### Exercise objective:
Report back every line below that carries the word "enum".

▼▼▼

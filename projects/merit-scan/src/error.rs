// Error taxonomy for the sampling and detection pipeline.
//
// Only `MediaDecode` is fatal to a run. Detection failures are reported per
// frame and the frame passes through unenriched.

use thiserror::Error;

/// Failure of a single classification call.
#[derive(Error, Debug, Clone, PartialEq)]
pub enum DetectionError {
    #[error("transport failure: {0}")]
    Transport(String),

    #[error("detection endpoint returned {status}: {body}")]
    Status { status: u16, body: String },

    #[error("unparseable detection response: {0}")]
    Parse(String),

    #[error("frame image cannot be submitted: {0}")]
    InvalidFrame(String),
}

impl DetectionError {
    /// True for failures raised below the HTTP payload (network, non-2xx status).
    pub fn is_transport(&self) -> bool {
        matches!(self, Self::Transport(_) | Self::Status { .. })
    }
}

#[derive(Error, Debug, Clone, PartialEq)]
pub enum PipelineError {
    #[error("media decode error: {0}")]
    MediaDecode(String),

    #[error("detection error: {0}")]
    Detection(#[from] DetectionError),

    #[error("configuration error: {0}")]
    Configuration(String),

    #[error("unsupported media type: {0}")]
    UnsupportedMedia(String),

    #[error("invalid state: {0}")]
    InvalidState(String),
}

pub type PipelineResult<T> = Result<T, PipelineError>;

▲▲▲

### Task response:
pub enum DetectionError {
pub enum PipelineError {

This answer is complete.